[Excerpts from a dataset]
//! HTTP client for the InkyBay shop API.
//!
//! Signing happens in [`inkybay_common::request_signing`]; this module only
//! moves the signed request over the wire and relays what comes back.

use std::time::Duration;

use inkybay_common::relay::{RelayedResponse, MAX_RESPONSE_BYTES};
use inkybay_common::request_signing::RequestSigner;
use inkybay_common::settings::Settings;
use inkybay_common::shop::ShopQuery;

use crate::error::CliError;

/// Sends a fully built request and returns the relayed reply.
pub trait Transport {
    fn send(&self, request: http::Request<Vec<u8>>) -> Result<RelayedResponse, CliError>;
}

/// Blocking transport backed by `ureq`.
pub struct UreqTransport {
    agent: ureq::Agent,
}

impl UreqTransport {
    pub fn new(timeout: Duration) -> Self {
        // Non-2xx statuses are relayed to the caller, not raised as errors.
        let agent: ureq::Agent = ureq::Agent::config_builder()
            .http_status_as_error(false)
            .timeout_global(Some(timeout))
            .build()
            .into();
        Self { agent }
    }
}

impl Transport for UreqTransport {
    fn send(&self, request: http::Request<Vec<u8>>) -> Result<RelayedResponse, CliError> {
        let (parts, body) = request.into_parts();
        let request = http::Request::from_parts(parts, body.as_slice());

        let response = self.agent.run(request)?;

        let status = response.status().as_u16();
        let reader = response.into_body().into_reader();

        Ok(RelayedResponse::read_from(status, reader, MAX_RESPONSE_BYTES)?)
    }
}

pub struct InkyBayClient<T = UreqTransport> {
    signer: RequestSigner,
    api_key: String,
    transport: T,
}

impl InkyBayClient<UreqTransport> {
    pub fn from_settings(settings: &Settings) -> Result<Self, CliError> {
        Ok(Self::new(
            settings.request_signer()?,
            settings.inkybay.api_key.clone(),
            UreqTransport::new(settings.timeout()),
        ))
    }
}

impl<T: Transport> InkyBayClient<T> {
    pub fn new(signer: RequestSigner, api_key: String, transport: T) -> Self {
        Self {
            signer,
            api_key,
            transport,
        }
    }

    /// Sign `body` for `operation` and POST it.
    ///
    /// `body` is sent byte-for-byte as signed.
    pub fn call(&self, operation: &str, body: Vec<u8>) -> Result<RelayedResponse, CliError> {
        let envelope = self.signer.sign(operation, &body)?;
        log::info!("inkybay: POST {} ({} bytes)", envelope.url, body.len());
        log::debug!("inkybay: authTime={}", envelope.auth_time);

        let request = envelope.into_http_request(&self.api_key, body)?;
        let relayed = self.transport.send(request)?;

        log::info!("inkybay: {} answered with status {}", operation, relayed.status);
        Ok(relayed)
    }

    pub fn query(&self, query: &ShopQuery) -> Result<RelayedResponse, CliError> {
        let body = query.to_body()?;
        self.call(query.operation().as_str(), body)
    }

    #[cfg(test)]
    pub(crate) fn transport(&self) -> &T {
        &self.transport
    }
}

EXERCISE DIRECTIONS
After finding the line that contains "pub struct InkyBayClient<T" in the records above, copy that line and each one after it exactly, through the final line.

YOUR RESPONSE
pub struct InkyBayClient<T = UreqTransport> {
    signer: RequestSigner,
    api_key: String,
    transport: T,
}

impl InkyBayClient<UreqTransport> {
    pub fn from_settings(settings: &Settings) -> Result<Self, CliError> {
        Ok(Self::new(
            settings.request_signer()?,
            settings.inkybay.api_key.clone(),
            UreqTransport::new(settings.timeout()),
        ))
    }
}

impl<T: Transport> InkyBayClient<T> {
    pub fn new(signer: RequestSigner, api_key: String, transport: T) -> Self {
        Self {
            signer,
            api_key,
            transport,
        }
    }

    /// Sign `body` for `operation` and POST it.
    ///
    /// `body` is sent byte-for-byte as signed.
    pub fn call(&self, operation: &str, body: Vec<u8>) -> Result<RelayedResponse, CliError> {
        let envelope = self.signer.sign(operation, &body)?;
        log::info!("inkybay: POST {} ({} bytes)", envelope.url, body.len());
        log::debug!("inkybay: authTime={}", envelope.auth_time);

        let request = envelope.into_http_request(&self.api_key, body)?;
        let relayed = self.transport.send(request)?;

        log::info!("inkybay: {} answered with status {}", operation, relayed.status);
        Ok(relayed)
    }

    pub fn query(&self, query: &ShopQuery) -> Result<RelayedResponse, CliError> {
        let body = query.to_body()?;
        self.call(query.operation().as_str(), body)
    }

    #[cfg(test)]
    pub(crate) fn transport(&self) -> &T {
        &self.transport
    }
}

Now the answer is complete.